How to Build Advanced, Interactive Data Analysis for Workflow Analysis Using PyGWalker and Feature-Engineered Data

0 1 4 minutes read

How to Build Advanced, Interactive Data Analysis for Workflow Analysis Using PyGWalker and Feature-Engineered Data

In this tutorial, we show how to go beyond static, code-heavy charts and build a data analysis workflow that you use directly. PyGWalker. We begin by preparing the Titanic data set for the main interactive questions. These analytics-ready features reveal the underlying structure of the data while enabling both detailed row-level exploration and high-level aggregated views for deeper insights. Embedding a Tableau-style drag-and-drop interface directly into a notebook enables rapid hypothesis testing, accurate group comparisons, and effective data quality assessment, all without the friction of switching between code and visualization tools.
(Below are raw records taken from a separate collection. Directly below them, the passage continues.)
impl MonitoringAggregator {
    pub fn new(
        store: GuardedStore,
        keys: KeySpace,
        settings: Arc<Settings>,
        clock: Arc<dyn Clock>,
    ) -> Self {
        Self {
            store,
            keys,
            settings,
            clock,
        }
    }

    /// Fold one event into the current buckets. Blocks also run the alert
    /// rules. Store failures are logged and otherwise ignored.
    pub fn record_event(
        &self,
        kind: EventKind,
        identifier: &str,
        endpoint: &Endpoint,
        metadata: &EventMetadata,
    ) {
        if !self.settings.monitoring_enabled {
            return;
        }

        let now = self.clock.now_millis();
        let hour = hour_bucket(now);
        let day = day_bucket(now);
        let endpoint_name = endpoint.to_string();

        let hourly_total = self.increment(
            &self.keys.event_counter(kind, Granularity::Hour, hour),
            HOUR_RETENTION_MS,
        );
        self.increment(
            &self.keys.event_counter(kind, Granularity::Day, day),
            DAY_RETENTION_MS,
        );
        let endpoint_total = self.increment_field(
            &self.keys.endpoints(kind, hour),
            &endpoint_name,
        );
        if let Some(role) = metadata.role {
            self.increment_field(&self.keys.roles(kind, hour), role.as_str());
        }
        if let Some(ip) = &metadata.ip {
            self.add_member(&self.keys.ips(hour), ip);
        }
        if let Some(user_id) = &metadata.user_id {
            self.add_member(&self.keys.users(hour), user_id);
            if let Some(role) = metadata.role {
                self.add_member(&self.keys.role_users(role, hour), user_id);
            }
        }

        if kind != EventKind::Block {
            return;
        }

        let identifier_blocks = self.increment_field(&self.keys.violators(hour), identifier);
        if let Some(ip) = &metadata.ip {
            self.increment_field(&self.keys.blocked_ips(hour), ip);
        }

        let checks = [
            (
                AlertType::HighViolationRate,
                identifier,
                identifier_blocks,
                self.settings.alert_threshold,
            ),
            (
                AlertType::SuspiciousPattern,
                endpoint_name.as_str(),
                endpoint_total,
                self.settings.suspicious_endpoint_threshold,
            ),
            (
                AlertType::MassBlocking,
                "system",
                hourly_total,
                self.settings.mass_blocking_threshold,
            ),
        ];
        for (alert_type, subject, count, threshold) in checks {
            if let Some(count) = count {
                if count >= threshold {
                    let mut details = BTreeMap::new();
                    details.insert("count".to_string(), count.to_string());
                    details.insert("endpoint".to_string(), endpoint_name.clone());
                    details.insert("time_window".to_string(), "1 hour".to_string());
                    self.raise(alert_type, subject, hour, now, details);
                }
            }
        }
    }

    fn increment(&self, key: &str, ttl_ms: u64) -> Option<u64> {
        self.store
            .call("metrics_increment", |store| store.increment(key, 1, ttl_ms))
            .ok()
            .map(|v| v.max(0) as u64)
    }

    fn increment_field(&self, key: &str, field: &str) -> Option<u64> {
        self.store
            .call("metrics_increment_field", |store| {
                store.increment_field(key, field, 1, HOUR_RETENTION_MS)
            })
            .ok()
            .map(|v| v.max(0) as u64)
    }

    fn add_member(&self, key: &str, member: &str) {
        let _ = self.store.call("metrics_add_member", |store| {
            store.add_member(key, member, HOUR_RETENTION_MS)
        });
    }

    /// Create the alert for this subject and hour unless it already exists.
    fn raise(
        &self,
        alert_type: AlertType,
        subject: &str,
        hour: u64,
        now: u64,
        details: BTreeMap<String, String>,
    ) {
        let alert = Alert::new(alert_type, subject, hour, now, details);
        let key = self.keys.alert(&alert.id);

        match self.store.call("alert_exists", |store| store.get(&key)) {
            Ok(None) => {}
            _ => return,
        }
        // Alerts stay until resolved; cleanup removes them afterwards
        if self
            .store
            .put_record("alert_write", &key, &alert, NO_EXPIRY)
            .is_err()
        {
            return;
        }
        let _ = self.store.call("alert_index", |store| {
            store.append_to_window(&self.keys.active_alerts(), now, &alert.id, 0, NO_EXPIRY)
        });

        match alert.severity {
            Severity::High | Severity::Critical => tracing::error!(
                alert_id = %alert.id,
                alert_type = %alert.alert_type,
                severity = %alert.severity,
                identifier = %alert.identifier,
                "security alert raised"
            ),
            _ => tracing::warn!(
                alert_id = %alert.id,
                alert_type = %alert.alert_type,
                severity = %alert.severity,
                identifier = %alert.identifier,
                "security alert raised"
            ),
        }
    }

    /// Traffic summary over the last `hours_back` hours, current hour
    /// included.
    pub fn get_metrics(&self, hours_back: u64) -> RateLimitMetrics {
        let end = self.clock.now_millis();
        let start = end.saturating_sub(hours_back.max(1) * HOUR_MS);
        let buckets = hour_buckets(start, end);
        let mut metrics = RateLimitMetrics::empty(start, end);

        let total = |kind| -> u64 {
            buckets
                .iter()
                .map(|b| self.counter(&self.keys.event_counter(kind, Granularity::Hour, *b)))
                .sum()
        };
        metrics.total_requests = total(EventKind::Request);
        metrics.blocked_requests = total(EventKind::Block);
        metrics.allowed_requests = total(EventKind::Allow);
        metrics.block_rate = ratio(metrics.blocked_requests, metrics.total_requests);

        metrics.unique_ips = self.union(buckets.iter().map(|b| self.keys.ips(*b))).len() as u64;
        metrics.unique_users =
            self.union(buckets.iter().map(|b| self.keys.users(*b))).len() as u64;

        metrics.top_violators = self.violators(&buckets, TOP_VIOLATORS);

        let requests = self.merged_fields(buckets.iter().map(|b| self.keys.endpoints(EventKind::Request, *b)));
        let blocks = self.merged_fields(buckets.iter().map(|b| self.keys.endpoints(EventKind::Block, *b)));
        let mut endpoint_stats: Vec<EndpointStat> = requests
            .iter()
            .map(|(endpoint, requests)| {
                let blocks = blocks.get(endpoint).copied().unwrap_or(0);
                EndpointStat {
                    endpoint: endpoint.clone(),
                    requests: *requests,
                    blocks,
                    block_rate: ratio(blocks, *requests),
                }
            })
            .collect();
        endpoint_stats.sort_by(|a, b| b.requests.cmp(&a.requests).then(a.endpoint.cmp(&b.endpoint)));
        metrics.endpoint_stats = endpoint_stats;

        let role_requests = self.merged_fields(buckets.iter().map(|b| self.keys.roles(EventKind::Request, *b)));
        let role_blocks = self.merged_fields(buckets.iter().map(|b| self.keys.roles(EventKind::Block, *b)));
        let mut role_stats: Vec<RoleStat> = role_requests
            .iter()
            .filter_map(|(name, requests)| {
                let role: Role = name.parse().ok()?;
                let users = self
                    .union(buckets.iter().map(|b| self.keys.role_users(role, *b)))
                    .len() as u64;
                Some(RoleStat {
                    role,
                    requests: *requests,
                    blocks: role_blocks.get(name).copied().unwrap_or(0),
                    users,
                })
            })
            .collect();
        role_stats.sort_by(|a, b| b.requests.cmp(&a.requests).then(a.role.cmp(&b.role)));
        metrics.role_stats = role_stats;

        metrics
    }

    /// Identifiers blocked most often over the last `hours` hours.
    pub fn top_violators(&self, hours: u64, limit: usize) -> Vec<ViolatorStat> {
        let end = self.clock.now_millis();
        let start = end.saturating_sub(hours.max(1) * HOUR_MS);
        self.violators(&hour_buckets(start, end), limit)
    }

    fn violators(&self, buckets: &[u64], limit: usize) -> Vec<ViolatorStat> {
        let merged = self.merged_fields(buckets.iter().map(|b| self.keys.violators(*b)));
        let mut violators: Vec<ViolatorStat> = merged
            .into_iter()
            .map(|(identifier, violations)| ViolatorStat {
                kind: ClientKind::of(&identifier),
                identifier,
                violations,
            })
            .collect();
        violators.sort_by(|a, b| {
            b.violations
                .cmp(&a.violations)
                .then_with(|| a.identifier.cmp(&b.identifier))
        });
        violators.truncate(limit);
        violators
    }

    fn counter(&self, key: &str) -> u64 {
        self.store
            .call("metrics_counter", |store| store.counter(key))
            .map(|v| v.max(0) as u64)
            .unwrap_or(0)
    }

    fn union(&self, keys: impl Iterator<Item = String>) -> HashSet<String> {
        keys.flat_map(|key| {
            self.store
                .call("metrics_members", |store| store.members(&key))
                .unwrap_or_default()
        })
        .collect()
    }

    fn merged_fields(&self, keys: impl Iterator<Item = String>) -> HashMap<String, u64> {
        let mut merged = HashMap::new();
        for key in keys {
            let fields = self
                .store
                .call("metrics_fields", |store| store.fields(&key))
                .unwrap_or_default();
            for (field, value) in fields {
                *merged.entry(field).or_insert(0) += value.max(0) as u64;
            }
        }
        merged
    }

    /// Unresolved alerts, newest first.
    pub fn get_active_alerts(&self, limit: usize) -> Vec<Alert> {
        let ids = self
            .store
            .call("alert_list", |store| {
                store.window_entries(&self.keys.active_alerts(), 0, u64::MAX)
            })
            .unwrap_or_default();

        ids.iter()
            .rev()
            .filter_map(|entry| self.alert(&entry.member))
            .filter(|alert| !alert.resolved)
            .take(limit)
            .collect()
    }

    pub fn alert(&self, id: &str) -> Option<Alert> {
        self.load_alert(id).ok().flatten()
    }

    fn load_alert(&self, id: &str) -> Result<Option<Alert>, StoreError> {
        self.store.get_record("alert_read", &self.keys.alert(id))
    }

    /// Mark an alert resolved. Returns false for unknown or already
    /// resolved alerts.
    pub fn resolve_alert(&self, id: &str) -> bool {
        let Some(mut alert) = self.alert(id) else {
            return false;
        };
        if alert.resolved {
            return false;
        }
        alert.resolve(self.clock.now_millis());
        let resolved = self
            .store
            .put_record("alert_write", &self.keys.alert(id), &alert, NO_EXPIRY)
            .is_ok();
        if resolved {
            tracing::info!(alert_id = id, "alert resolved");
        }
        resolved
    }

    /// Health score from the last hour's block rate and the open alerts.
    pub fn system_health(&self) -> SystemHealth {
        let block_rate = self.get_metrics(1).block_rate;
        let alerts = self.get_active_alerts(usize::MAX);
        let critical = alerts
            .iter()
            .filter(|a| a.severity == Severity::Critical)
            .count();
        let high = alerts.iter().filter(|a| a.severity == Severity::High).count();

        let mut score: i64 = 100;
        if block_rate > 0.5 {
            score -= 30;
        } else if block_rate > 0.2 {
            score -= 15;
        } else if block_rate > 0.1 {
            score -= 5;
        }
        score -= 2 * alerts.len() as i64;
        score -= 10 * critical as i64;
        score -= 5 * high as i64;
        let score = score.clamp(0, 100) as u8;

        SystemHealth {
            status: HealthStatus::from_score(score),
            score,
            block_rate,
            active_alerts: alerts.len(),
            critical_alerts: critical,
            high_alerts: high,
        }
    }

    /// Purge hour buckets older than 25 hours, day buckets older than 8 days
    /// and resolved alerts older than 7 days.
    pub fn cleanup(&self, now_ms: u64) -> CleanupReport {
        let mut report = CleanupReport {
            hour_keys: self.purge_buckets(Granularity::Hour, now_ms.saturating_sub(HOUR_RETENTION_MS)),
            day_keys: self.purge_buckets(Granularity::Day, now_ms.saturating_sub(DAY_RETENTION_MS)),
            alerts: 0,
        };

        let index = self.keys.active_alerts();
        let entries = self
            .store
            .call("alert_list", |store| store.window_entries(&index, 0, u64::MAX))
            .unwrap_or_default();
        let alert_cutoff = now_ms.saturating_sub(ALERT_RETENTION_MS);
        for entry in entries {
            // An unreadable record is left for a later pass
            let stale = match self.load_alert(&entry.member) {
                Ok(None) => true,
                Ok(Some(alert)) => alert.resolved && alert.timestamp < alert_cutoff,
                Err(_) => false,
            };
            if !stale {
                continue;
            }
            let key = self.keys.alert(&entry.member);
            let deleted = self
                .store
                .call("alert_delete", |store| store.delete(&[key]))
                .unwrap_or(0);
            let _ = self
                .store
                .call("alert_unindex", |store| store.remove_from_window(&index, &entry.member));
            report.alerts += deleted;
        }

        tracing::debug!(
            hour_keys = report.hour_keys,
            day_keys = report.day_keys,
            alerts = report.alerts,
            "monitoring cleanup finished"
        );
        report
    }

    fn purge_buckets(&self, granularity: Granularity, cutoff: u64) -> u64 {
        let pattern = self.keys.bucket_pattern(granularity);
        let Ok(keys) = self.store.call("metrics_scan", |store| store.scan(&pattern)) else {
            return 0;
        };
        let stale: Vec<String> = keys
            .into_iter()
            .filter(|key| {
                self.keys
                    .parse_bucket(key, granularity)
                    .is_some_and(|bucket| bucket < cutoff)
            })
            .collect();
        if stale.is_empty() {
            return 0;
        }
        self.store
            .call("metrics_purge", |store| store.delete(&stale))
            .unwrap_or(0)
    }
}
import sys, subprocess, json, math, os
from pathlib import Path


def pip_install(pkgs):
   subprocess.check_call([sys.executable, "-m", "pip", "install", "-q"] + pkgs)


pip_install([
   "pygwalker>=0.4.9",
   "duckdb>=0.10.0",
   "pandas>=2.0.0",
   "numpy>=1.24.0",
   "seaborn>=0.13.0"
])


import numpy as np
import pandas as pd
import seaborn as sns


df_raw = sns.load_dataset("titanic").copy()
print("Raw shape:", df_raw.shape)
display(df_raw.head(3))

Set up a clean and reproducible Colab environment by installing all necessary dependencies in interactive EDA. We’re loading the Titanic dataset and doing some preliminary brainstorming to understand its raw structure and scale. It establishes a stable foundation before any change or visualization begins.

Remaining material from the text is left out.